We thought we would give them a set of homeowner tools as a housewarming gift. He's lived in apartments and has a small toolbox, but not much in the way of power tools.
He is not an expert handyman, but I believe he will want to do as much of it himself as he can. A good friend of mine who is a professional cabinetmaker lives nearby and will help him.
I would appreciate suggestions for your "Top Ten" lists of the most valuable tools for a new homeowner. I am mainly looking for larger tools and tools that he might not think he needs but would be glad to have.
I plan to spend about $1,000 or so.
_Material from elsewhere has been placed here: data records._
//! Daily sweep integration tests.

mod common;

use common::{at, credential, date, TestHarness};

use saas_billing_core::lifecycle::{ChangeMode, Event, StartRequest};
use saas_billing_core::{
    Actor, CancelMode, EntryType, Plan, PricePolicy, SubscriptionStatus, TenantId,
};
use saas_billing_store::Store;

async fn start_trial(harness: &TestHarness, tenant: TenantId, with_card: bool) {
    let mut request = StartRequest::new(Plan::Trial);
    if with_card {
        request.billing = Some(credential("bk_trial"));
    }
    harness
        .run(tenant, Event::Start(request), Actor::Tenant, at(2024, 1, 1))
        .await
        .unwrap();
}

async fn start_negotiated(
    harness: &TestHarness,
    tenant: TenantId,
    amount: i64,
    policy: PricePolicy,
) {
    let mut request = StartRequest::new(Plan::Tier1);
    request.billing = Some(credential("bk_test"));
    request.amount = Some(amount);
    request.price_policy = Some(policy);
    harness
        .run(tenant, Event::Start(request), Actor::Admin, at(2024, 6, 1))
        .await
        .unwrap();
}

// ============================================================================
// Trials
// ============================================================================

#[tokio::test]
async fn trial_with_scheduled_plan_converts() {
    let harness = TestHarness::new();
    let tenant = TenantId::generate();
    start_trial(&harness, tenant, true).await;
    harness
        .run(
            tenant,
            Event::ChangePlan {
                plan: Plan::Tier2,
                mode: ChangeMode::Scheduled,
            },
            Actor::Tenant,
            at(2024, 1, 5),
        )
        .await
        .unwrap();

    // Still inside the trial.
    let report = harness.engine.run_daily_sweep(at(2024, 1, 14)).await.unwrap();
    assert_eq!(report.converted, 0);
    assert_eq!(harness.gateway.charge_count(), 0);

    let report = harness.engine.run_daily_sweep(at(2024, 1, 15)).await.unwrap();
    assert_eq!(report.examined, 1);
    assert_eq!(report.converted, 1);
    assert!(report.errors.is_empty());

    let sub = harness.subscription(&tenant);
    assert_eq!(sub.status, SubscriptionStatus::Active);
    assert_eq!(sub.plan, Plan::Tier2);
    assert_eq!(sub.amount, 99_000);
    assert_eq!(sub.current_period_start, date(2024, 1, 15));
    assert_eq!(sub.current_period_end, date(2024, 2, 14));
    assert!(sub.pending.is_none());

    let ledger = harness.ledger(&tenant);
    assert_eq!(ledger.len(), 1);
    assert_eq!(ledger[0].entry_type, EntryType::TrialConvert);
    assert_eq!(ledger[0].amount, 99_000);
    let key = format!("sweep:{tenant}:convert_trial:2024-01-15");
    assert_eq!(ledger[0].idempotency_key.as_deref(), Some(key.as_str()));
}

#[tokio::test]
async fn trial_without_card_expires() {
    let harness = TestHarness::new();
    let tenant = TenantId::generate();
    start_trial(&harness, tenant, false).await;

    let report = harness.engine.run_daily_sweep(at(2024, 1, 15)).await.unwrap();

    assert_eq!(report.expired, 1);
    let sub = harness.subscription(&tenant);
    assert_eq!(sub.status, SubscriptionStatus::Expired);
    assert!(!sub.has_access());
    assert!(sub.ended_at.is_some());
    assert_eq!(harness.gateway.charge_count(), 0);
}

#[tokio::test]
async fn declined_trial_conversion_goes_past_due() {
    let harness = TestHarness::new();
    let tenant = TenantId::generate();
    start_trial(&harness, tenant, true).await;
    harness
        .run(
            tenant,
            Event::ChangePlan {
                plan: Plan::Tier1,
                mode: ChangeMode::Scheduled,
            },
            Actor::Tenant,
            at(2024, 1, 3),
        )
        .await
        .unwrap();

    harness.gateway.decline_next("REJECT_CARD_PAYMENT");
    let report = harness.engine.run_daily_sweep(at(2024, 1, 15)).await.unwrap();

    assert_eq!(report.past_due, 1);
    assert!(report.errors.is_empty());
    let sub = harness.subscription(&tenant);
    assert_eq!(sub.status, SubscriptionStatus::PastDue);
    assert_eq!(sub.plan, Plan::Tier1);
    assert_eq!(sub.retry_count, 1);
}

// ============================================================================
// Renewals
// ============================================================================

#[tokio::test]
async fn renewal_runs_once_per_day() {
    let harness = TestHarness::new();
    let tenant = TenantId::generate();
    harness.start_paid(tenant, Plan::Tier1, at(2024, 6, 1)).await;

    let first = harness.engine.run_daily_sweep(at(2024, 7, 1)).await.unwrap();
    let second = harness.engine.run_daily_sweep(at(2024, 7, 1)).await.unwrap();

    assert_eq!(first.renewed, 1);
    assert_eq!(second.renewed, 0);
    assert_eq!(harness.gateway.charge_count(), 2);

    let sub = harness.subscription(&tenant);
    assert_eq!(sub.current_period_start, date(2024, 7, 1));
    assert_eq!(sub.current_period_end, date(2024, 7, 31));
    assert_eq!(sub.next_billing_date(), Some(date(2024, 8, 1)));

    let ledger = harness.ledger(&tenant);
    assert_eq!(ledger.len(), 2);
    assert_eq!(ledger[0].entry_type, EntryType::Renewal);
}

#[tokio::test]
async fn renewal_is_not_early() {
    let harness = TestHarness::new();
    let tenant = TenantId::generate();
    harness.start_paid(tenant, Plan::Tier1, at(2024, 6, 1)).await;

    let report = harness.engine.run_daily_sweep(at(2024, 6, 30)).await.unwrap();

    assert_eq!(report.renewed, 0);
    assert_eq!(harness.gateway.charge_count(), 1);
}

#[tokio::test]
async fn grandfathered_price_survives_renewal() {
    let harness = TestHarness::new();
    let tenant = TenantId::generate();
    start_negotiated(&harness, tenant, 29_000, PricePolicy::Grandfathered).await;

    harness.engine.run_daily_sweep(at(2024, 7, 1)).await.unwrap();

    let sub = harness.subscription(&tenant);
    assert_eq!(sub.amount, 29_000);
    assert_eq!(sub.price_policy, PricePolicy::Grandfathered);
    assert_eq!(harness.gateway.charges()[1].amount, 29_000);
}

#[tokio::test]
async fn protected_price_lapses_after_its_date() {
    let harness = TestHarness::new();
    let tenant = TenantId::generate();
    start_negotiated(
        &harness,
        tenant,
        29_000,
        PricePolicy::ProtectedUntil(date(2024, 6, 30)),
    )
    .await;

    harness.engine.run_daily_sweep(at(2024, 7, 1)).await.unwrap();

    let sub = harness.subscription(&tenant);
    assert_eq!(sub.amount, 39_000);
    assert_eq!(sub.price_policy, PricePolicy::Standard);
    assert_eq!(harness.gateway.charges()[1].amount, 39_000);
}

#[tokio::test]
async fn manually_billed_plans_are_never_charged() {
    let harness = TestHarness::new();
    let tenant = TenantId::generate();
    harness
        .run(
            tenant,
            Event::Start(StartRequest::new(Plan::Enterprise)),
            Actor::Admin,
            at(2024, 6, 1),
        )
        .await
        .unwrap();

    let report = harness.engine.run_daily_sweep(at(2024, 7, 1)).await.unwrap();

    assert_eq!(report.renewed, 0);
    assert_eq!(harness.gateway.charge_count(), 0);
    assert_eq!(harness.subscription(&tenant).status, SubscriptionStatus::Active);
}

// ============================================================================
// Payment failures
// ============================================================================

#[tokio::test]
async fn retries_exhaust_into_expiry() {
    let harness = TestHarness::new();
    let tenant = TenantId::generate();
    harness.start_paid(tenant, Plan::Tier1, at(2024, 6, 1)).await;
    harness.gateway.decline_all(true);

    let report = harness.engine.run_daily_sweep(at(2024, 7, 1)).await.unwrap();
    assert_eq!(report.past_due, 1);
    assert_eq!(harness.subscription(&tenant).retry_count, 1);

    // A second run on the same day does not retry again.
    harness.engine.run_daily_sweep(at(2024, 7, 1)).await.unwrap();
    assert_eq!(harness.gateway.charge_count(), 2);

    harness.engine.run_daily_sweep(at(2024, 7, 2)).await.unwrap();
    harness.engine.run_daily_sweep(at(2024, 7, 3)).await.unwrap();
    let sub = harness.subscription(&tenant);
    assert_eq!(sub.status, SubscriptionStatus::PastDue);
    assert_eq!(sub.retry_count, 3);

    let report = harness.engine.run_daily_sweep(at(2024, 7, 4)).await.unwrap();
    assert_eq!(report.expired, 1);
    let sub = harness.subscription(&tenant);
    assert_eq!(sub.status, SubscriptionStatus::Expired);
    assert_eq!(harness.gateway.charge_count(), 4);
    assert_eq!(harness.ledger(&tenant).len(), 1);
}

#[tokio::test]
async fn automatic_retry_recovers() {
    let harness = TestHarness::new();
    let tenant = TenantId::generate();
    harness.start_paid(tenant, Plan::Tier1, at(2024, 6, 1)).await;

    harness.gateway.decline_next("REJECT_CARD_PAYMENT");
    harness.engine.run_daily_sweep(at(2024, 7, 1)).await.unwrap();

    let report = harness.engine.run_daily_sweep(at(2024, 7, 2)).await.unwrap();
    assert_eq!(report.recovered, 1);

    let sub = harness.subscription(&tenant);
    assert_eq!(sub.status, SubscriptionStatus::Active);
    assert_eq!(sub.retry_count, 0);
    assert_eq!(harness.ledger(&tenant)[0].entry_type, EntryType::Retry);
}

#[tokio::test]
async fn decline_is_recorded_despite_a_concurrent_write() {
    let harness = TestHarness::new();
    let tenant = TenantId::generate();
    harness.start_paid(tenant, Plan::Tier1, at(2024, 6, 1)).await;

    harness.gateway.decline_next("REJECT_CARD_PAYMENT");
    harness.store.inject_conflicts(1);
    let report = harness.engine.run_daily_sweep(at(2024, 7, 1)).await.unwrap();

    assert_eq!(report.past_due, 1);
    assert!(report.errors.is_empty());
    let sub = harness.subscription(&tenant);
    assert_eq!(sub.status, SubscriptionStatus::PastDue);
    assert_eq!(sub.retry_count, 1);
}

#[tokio::test]
async fn unrecorded_decline_is_an_error_not_past_due() {
    let harness = TestHarness::new();
    let tenant = TenantId::generate();
    harness.start_paid(tenant, Plan::Tier1, at(2024, 6, 1)).await;

    harness.gateway.decline_next("REJECT_CARD_PAYMENT");
    harness.store.inject_conflicts(10);
    let report = harness.engine.run_daily_sweep(at(2024, 7, 1)).await.unwrap();

    assert_eq!(report.past_due, 0);
    assert_eq!(report.errors.len(), 1);
    assert_eq!(report.errors[0].tenant_id, tenant);
    assert_eq!(report.errors[0].event, "renew");
    let sub = harness.subscription(&tenant);
    assert_eq!(sub.status, SubscriptionStatus::Active);
    assert_eq!(sub.retry_count, 0);
}

#[tokio::test]
async fn one_failing_tenant_does_not_stop_the_sweep() {
    let harness = TestHarness::new();
    let healthy = TenantId::generate();
    let broken = TenantId::generate();
    harness.start_paid(healthy, Plan::Tier1, at(2024, 6, 1)).await;
    harness.start_paid(broken, Plan::Tier2, at(2024, 6, 1)).await;

    harness.store.fail_ledger_commits_for(broken);
    let report = harness.engine.run_daily_sweep(at(2024, 7, 1)).await.unwrap();

    assert_eq!(report.examined, 2);
    assert_eq!(report.renewed, 1);
    assert_eq!(report.errors.len(), 1);
    assert_eq!(report.errors[0].tenant_id, broken);
    assert_eq!(report.errors[0].event, "renew");
    assert_eq!(report.unreconciled, 1);

    assert_eq!(
        harness.subscription(&healthy).current_period_end,
        date(2024, 7, 31)
    );
    assert_eq!(
        harness.subscription(&broken).current_period_end,
        date(2024, 6, 30)
    );
}

// ============================================================================
// Cancellation and retention
// ============================================================================

#[tokio::test]
async fn scheduled_cancellation_completes_after_period() {
    let harness = TestHarness::new();
    let tenant = TenantId::generate();
    harness.start_paid(tenant, Plan::Tier1, at(2024, 6, 1)).await;
    harness
        .run(
            tenant,
            Event::Cancel {
                mode: CancelMode::Scheduled,
                reason: None,
                refund: false,
            },
            Actor::Tenant,
            at(2024, 6, 15),
        )
        .await
        .unwrap();

    let report = harness.engine.run_daily_sweep(at(2024, 6, 30)).await.unwrap();
    assert_eq!(report.canceled, 0);
    assert!(harness.subscription(&tenant).has_access());

    let report = harness.engine.run_daily_sweep(at(2024, 7, 1)).await.unwrap();
    assert_eq!(report.canceled, 1);
    assert_eq!(harness.subscription(&tenant).status, SubscriptionStatus::Canceled);
    assert_eq!(harness.gateway.charge_count(), 1);
}

#[tokio::test]
async fn retention_purge_keeps_the_ledger() {
    let harness = TestHarness::with_config(|config| {
        config.retention_purge = true;
        config.retention_days = 30;
    });
    let tenant = TenantId::generate();
    harness.start_paid(tenant, Plan::Tier1, at(2024, 6, 1)).await;
    harness
        .run(
            tenant,
            Event::Cancel {
                mode: CancelMode::Immediate,
                reason: None,
                refund: false,
            },
            Actor::Tenant,
            at(2024, 6, 2),
        )
        .await
        .unwrap();

    let report = harness.engine.run_daily_sweep(at(2024, 7, 1)).await.unwrap();
    assert_eq!(report.purged, 0);

    let report = harness.engine.run_daily_sweep(at(2024, 7, 5)).await.unwrap();
    assert_eq!(report.purged, 1);
    assert!(harness.store.get_subscription(&tenant).unwrap().is_none());
    assert!(harness.history(&tenant).is_empty());
    assert_eq!(harness.ledger(&tenant).len(), 1);
}

#[tokio::test]
async fn purge_spares_a_tenant_that_restarted() {
    let harness = TestHarness::with_config(|config| {
        config.retention_purge = true;
        config.retention_days = 30;
    });
    let tenant = TenantId::generate();
    harness.start_paid(tenant, Plan::Tier1, at(2024, 6, 1)).await;
    harness
        .run(
            tenant,
            Event::Cancel {
                mode: CancelMode::Immediate,
                reason: None,
                refund: false,
            },
            Actor::Tenant,
            at(2024, 6, 2),
        )
        .await
        .unwrap();

    // The sweep lists the canceled record, then the tenant comes back.
    harness.store.freeze_listing();
    harness.start_paid(tenant, Plan::Tier2, at(2024, 7, 5)).await;

    let report = harness.engine.run_daily_sweep(at(2024, 7, 5)).await.unwrap();

    assert_eq!(report.purged, 0);
    assert!(report.errors.is_empty());
    let sub = harness.subscription(&tenant);
    assert_eq!(sub.status, SubscriptionStatus::Active);
    assert_eq!(sub.plan, Plan::Tier2);
    assert_eq!(harness.ledger(&tenant).len(), 2);
    assert_eq!(harness.gateway.charge_count(), 2);
}

#[tokio::test]
async fn purge_is_off_by_default() {
    let harness = TestHarness::new();
    let tenant = TenantId::generate();
    start_trial(&harness, tenant, false).await;
    harness.engine.run_daily_sweep(at(2024, 1, 15)).await.unwrap();

    let report = harness.engine.run_daily_sweep(at(2026, 1, 15)).await.unwrap();

    assert_eq!(report.purged, 0);
    assert_eq!(harness.subscription(&tenant).status, SubscriptionStatus::Expired);
}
I would like to get good quality tools that will last.
I did a little research and came up with this list.
Books Chisel Set Clamps Compressor Drill & Bits Extension Cord Gun, Nail Gun, Staple Hammers: Claw, Rubber, ??? Ladder Level Multi-Function Tool, Oscillating Pliers, Assorted Pliers, Vise Grip Sander (Air, Electric) Saw Horse Saw, Circular Saw, Chain Saw, Miter Screwdriver Set Shop Vac Socket Set Tool Box Tool Chest Trouble light Voltmeter, Tester Wire Cutter, Stripper Wrenches, Allen Wrenches, Box Wrenches, Pipe
Thanks
I will post the results.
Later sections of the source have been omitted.